El título parece un contrasentido, pero hay que empezar por ahí: el derecho no le pertenece a los abogados. Nosotros somos una herramienta —valiosa y hasta imprescindible—, pero una herramienta al fin.
El derecho cumple una función social: materializar ideales como la justicia, la libertad y la prosperidad para que sea posible la vida en sociedad.
Por eso, cada decisión que busque modificar el ejercicio de la abogacía —incluyendo los requisitos para obtener la idoneidad profesional— no puede girar únicamente en torno a la conveniencia del gremio. Debe enfocarse en el bienestar colectivo. Es decir, en los usuarios de la justicia. En quienes confían a diario sus bienes, su futuro e incluso su libertad a la buena fe de un abogado. Porque es a ellos —a la sociedad— a quienes les pertenece el derecho.
Con la reciente aprobación en tercer debate del proyecto de ley que modifica los criterios para obtener la idoneidad para ejercer la abogacía, corresponde preguntarse: ¿qué motivó la reforma? ¿Facilitarles la vía a los licenciados en Derecho? ¿O elevar la calidad de quienes ejercen esta carrera? Si la motivación fue la primera, vamos mal. Si fue la segunda, que se demuestre con hechos, datos y estadísticas. No con retórica.

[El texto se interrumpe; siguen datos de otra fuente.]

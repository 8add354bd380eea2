//! Conversation engine and terminal client for a web chat service.
//!
//! A [`session::Session`] drives one server thread through opaque
//! continuation tokens and an optional [`history_store::HistoryStore`].
//! The [`runtime::ChatController`] runs sends, uploads and store work on
//! worker threads and reports back through [`runtime::UiEvent`]s, which the
//! line-mode [`shell::Shell`] renders.
//!
//! # Module map
//! - [`parser`]: response envelope to [`chat_provider::ModelOutput`] plus tokens.
//! - [`session`]: turn state machine with persistence ordering.
//! - [`attachments`], [`gems`]: upload intake and persona catalog.
//! - [`commands`], [`shell`], [`cli`]: user surfaces.
//! - [`config`], [`cookies`], [`logging`], [`backends`]: startup wiring.

pub mod attachments;
pub mod backends;
pub mod cli;
pub mod commands;
pub mod config;
pub mod cookies;
pub mod error;
pub mod gems;
pub mod logging;
pub mod parser;
pub mod runtime;
pub mod session;
pub mod shell;

pub use attachments::{AttachmentManager, DEFAULT_MAX_UPLOAD_BYTES};
pub use commands::{parse_chat_command, ChatCommand, ExportFormat};
pub use config::Config;
pub use gems::{GemJar, GemRegistry};
pub use parser::{parse_generate_response, ParsedTurn};
pub use runtime::{ChatController, SendId, UiEvent};
pub use session::{Session, SessionState, TurnRequest};
pub use shell::Shell;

Y es que los requisitos para obtener la idoneidad profesional no son una novedad ni son exclusivos de nuestro país. Para ilustrar: en Japón, incluso tras aprobar el examen nacional, hay que completar un año entero de entrenamiento judicial. En Alemania, se requieren dos exámenes de Estado y dos años de práctica obligatoria. En Estados Unidos, el aspirante debe pasar días de evaluación intensiva y superar un filtro ético. En Canadá, además de los exámenes provinciales, es obligatorio un año de pasantía supervisada. En esos países, la idoneidad no se concede: se prueba.
Y aquí llegamos al verdadero problema: el examen, por sí solo, no arregla nada. Pero diluirlo bajo el pretexto de “democratizar el acceso” es como permitir que un médico ejerza sin internado porque “todos tienen derecho”.

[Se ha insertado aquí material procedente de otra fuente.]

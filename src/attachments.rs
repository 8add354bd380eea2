//! Local file intake for the next turn.
//!
//! Files are validated locally (existence, kind, size) before any network
//! call, then pushed through the image or file upload path of the backend.
//! Handles are returned to the caller and never cached here.

use std::fs;
use std::io::ErrorKind as IoErrorKind;
use std::path::Path;
use std::sync::Arc;

use chat_provider::{AttachmentHandle, AttachmentKind, ChatBackend, ChatError, Upload};
use tracing::{debug, info};

pub const DEFAULT_MAX_UPLOAD_BYTES: u64 = 100 * 1024 * 1024;

const FALLBACK_MIME: &str = "application/octet-stream";

pub struct AttachmentManager {
    backend: Arc<dyn ChatBackend>,
    max_bytes: u64,
}

impl AttachmentManager {
    #[must_use]
    pub fn new(backend: Arc<dyn ChatBackend>) -> Self {
        Self {
            backend,
            max_bytes: DEFAULT_MAX_UPLOAD_BYTES,
        }
    }

    #[must_use]
    pub fn with_max_bytes(mut self, max_bytes: u64) -> Self {
        self.max_bytes = max_bytes;
        self
    }

    #[must_use]
    pub fn max_bytes(&self) -> u64 {
        self.max_bytes
    }

    /// Uploads `path`, choosing the image path for `image/*` types.
    pub fn upload(&self, path: &Path) -> Result<AttachmentHandle, ChatError> {
        let mime = guess_mime(path);
        let kind = if mime.starts_with("image/") {
            AttachmentKind::Image
        } else {
            AttachmentKind::File
        };
        self.upload_with(path, kind, mime)
    }

    /// Uploads `path` through an explicit path. Image uploads reject files
    /// whose type is not an image.
    pub fn upload_as(
        &self,
        path: &Path,
        kind: AttachmentKind,
    ) -> Result<AttachmentHandle, ChatError> {
        let mime = guess_mime(path);
        if kind == AttachmentKind::Image && !mime.starts_with("image/") {
            return Err(ChatError::Unsupported(format!(
                "{} is not an image ({mime})",
                path.display()
            )));
        }
        self.upload_with(path, kind, mime)
    }

    /// Uploads an in-memory buffer under `name`.
    pub fn upload_buffer(
        &self,
        name: &str,
        bytes: Vec<u8>,
        kind: AttachmentKind,
    ) -> Result<AttachmentHandle, ChatError> {
        let mime = guess_mime(Path::new(name));
        self.check_size(name, bytes.len() as u64)?;
        let upload = Upload {
            name: name.to_owned(),
            mime,
            bytes,
        };
        self.push(upload, kind)
    }

    fn upload_with(
        &self,
        path: &Path,
        kind: AttachmentKind,
        mime: String,
    ) -> Result<AttachmentHandle, ChatError> {
        let metadata = fs::metadata(path).map_err(|error| read_error(path, &error))?;
        if !metadata.is_file() {
            return Err(ChatError::Unsupported(format!(
                "{} is not a regular file",
                path.display()
            )));
        }

        let name = display_name(path);
        self.check_size(&name, metadata.len())?;
        let bytes = fs::read(path).map_err(|error| read_error(path, &error))?;
        self.push(Upload { name, mime, bytes }, kind)
    }

    fn check_size(&self, name: &str, size: u64) -> Result<(), ChatError> {
        if size > self.max_bytes {
            return Err(ChatError::TooLarge {
                name: name.to_owned(),
                size,
                limit: self.max_bytes,
            });
        }
        Ok(())
    }

    fn push(&self, upload: Upload, kind: AttachmentKind) -> Result<AttachmentHandle, ChatError> {
        debug!(
            name = %upload.name,
            kind = kind.as_str(),
            bytes = upload.bytes.len(),
            "uploading attachment"
        );
        let id = match kind {
            AttachmentKind::Image => self.backend.upload_image(&upload)?,
            AttachmentKind::File => self.backend.upload_file(&upload)?,
        };
        info!(name = %upload.name, kind = kind.as_str(), "attachment uploaded");
        Ok(AttachmentHandle {
            id,
            kind,
            mime: upload.mime,
            name: upload.name,
        })
    }
}

fn guess_mime(path: &Path) -> String {
    mime_guess::from_path(path)
        .first_raw()
        .unwrap_or(FALLBACK_MIME)
        .to_owned()
}

fn display_name(path: &Path) -> String {
    path.file_name()
        .map(|name| name.to_string_lossy().into_owned())
        .unwrap_or_else(|| path.display().to_string())
}

fn read_error(path: &Path, error: &std::io::Error) -> ChatError {
    if error.kind() == IoErrorKind::NotFound {
        ChatError::NotFound(path.display().to_string())
    } else {
        ChatError::Unsupported(format!("cannot read {}: {error}", path.display()))
    }
}

#[cfg(test)]
mod tests {
    use chat_provider_mock::ScriptedBackend;
    use tempfile::tempdir;

    use super::*;

    fn manager() -> (Arc<ScriptedBackend>, AttachmentManager) {
        let backend = Arc::new(ScriptedBackend::default());
        let manager = AttachmentManager::new(Arc::clone(&backend) as Arc<dyn ChatBackend>);
        (backend, manager)
    }

    #[test]
    fn missing_path_is_not_found_without_network() {
        let (backend, manager) = manager();
        let error = manager
            .upload(Path::new("/definitely/not/here.txt"))
            .expect_err("missing file must fail");

        assert!(matches!(error, ChatError::NotFound(_)));
        assert!(backend.uploads().is_empty());
    }

    #[test]
    fn images_and_files_take_separate_paths() {
        let dir = tempdir().expect("tempdir");
        let image = dir.path().join("photo.png");
        let notes = dir.path().join("notes.txt");
        fs::write(&image, [0x89, b'P', b'N', b'G']).expect("write image");
        fs::write(&notes, "hello").expect("write notes");
        let (backend, manager) = manager();

        let image_handle = manager.upload(&image).expect("image upload");
        let file_handle = manager.upload(&notes).expect("file upload");

        assert_eq!(image_handle.kind, AttachmentKind::Image);
        assert_eq!(image_handle.mime, "image/png");
        assert_eq!(image_handle.name, "photo.png");
        assert_eq!(file_handle.kind, AttachmentKind::File);
        assert_eq!(file_handle.mime, "text/plain");
        assert_eq!(
            backend.uploads(),
            vec![
                (AttachmentKind::Image, "photo.png".to_owned()),
                (AttachmentKind::File, "notes.txt".to_owned()),
            ]
        );
    }

    #[test]
    fn oversized_files_are_rejected_before_upload() {
        let dir = tempdir().expect("tempdir");
        let path = dir.path().join("big.bin");
        fs::write(&path, vec![0u8; 32]).expect("write");
        let (backend, manager) = manager();
        let manager = manager.with_max_bytes(16);

        let error = manager.upload(&path).expect_err("too large");
        assert_eq!(
            error,
            ChatError::TooLarge {
                name: "big.bin".to_owned(),
                size: 32,
                limit: 16,
            }
        );
        assert!(backend.uploads().is_empty());
    }

    #[test]
    fn directories_and_non_images_are_unsupported() {
        let dir = tempdir().expect("tempdir");
        let notes = dir.path().join("notes.txt");
        fs::write(&notes, "x").expect("write");
        let (_backend, manager) = manager();

        assert!(matches!(manager.upload(dir.path()), Err(ChatError::Unsupported(_))));
        assert!(matches!(
            manager.upload_as(&notes, AttachmentKind::Image),
            Err(ChatError::Unsupported(_))
        ));
        assert_eq!(
            manager
                .upload_as(&notes, AttachmentKind::File)
                .expect("file path accepts anything")
                .kind,
            AttachmentKind::File
        );
    }

    #[test]
    fn buffers_upload_under_their_name() {
        let (backend, manager) = manager();
        let handle = manager
            .upload_buffer("clip.jpg", vec![1, 2, 3], AttachmentKind::Image)
            .expect("buffer upload");

        assert_eq!(handle.mime, "image/jpeg");
        assert_eq!(backend.uploads(), vec![(AttachmentKind::Image, "clip.jpg".to_owned())]);
    }
}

Ahora bien, el problema real radica en universidades que certifican sin enseñar, motivadas más por indicadores económicos que por transmitir conocimiento. Profesores desmotivados, anclados a métodos de enseñanza del siglo XIX. Facultades con tableros inteligentes, pero sin programas reales de formación docente. Licenciados que no saben qué es un distrito judicial ni la diferencia entre jurisdicción y competencia. Y, mientras tanto, personas que pierden su patrimonio y hasta su libertad por confiar en alguien con la idoneidad, pero sin los conocimientos necesarios para ser abogado.
Y no se trata de generalizar. La mayoría de los abogados y docentes son personas honestas, competentes y comprometidas. Pero hacen menos ruido. Los que se escuchan son los que enseñan las “mañas y trucos judiciales” como si fueran cátedra; los que ofrecen servicios exprés en redes sociales; los que litigan sin conocer la ley ni, mucho menos, la ética profesional.
En un punto directamente relacionado, resulta inadmisible que existan personas ejerciendo como abogados pese a haber sido condenadas —con sentencia firme— por delitos como homicidio, estafa o corrupción. No estamos hablando de faltas administrativas ni de errores, sino de conductas que afectan directamente la confianza, la ética y la integridad que exige esta profesión. No se trata de discriminación: se trata de proteger a la ciudadanía de quienes han demostrado que no son dignos de esa responsabilidad.
El examen de barra no lo resuelve todo, pero es parte del tratamiento. No castiga al aspirante: protege al ciudadano. Porque el derecho no es un privilegio; es una responsabilidad pública. Y la sociedad merece abogados preparados, no solo titulados.
El autor es miembro de la Fundación Libertad.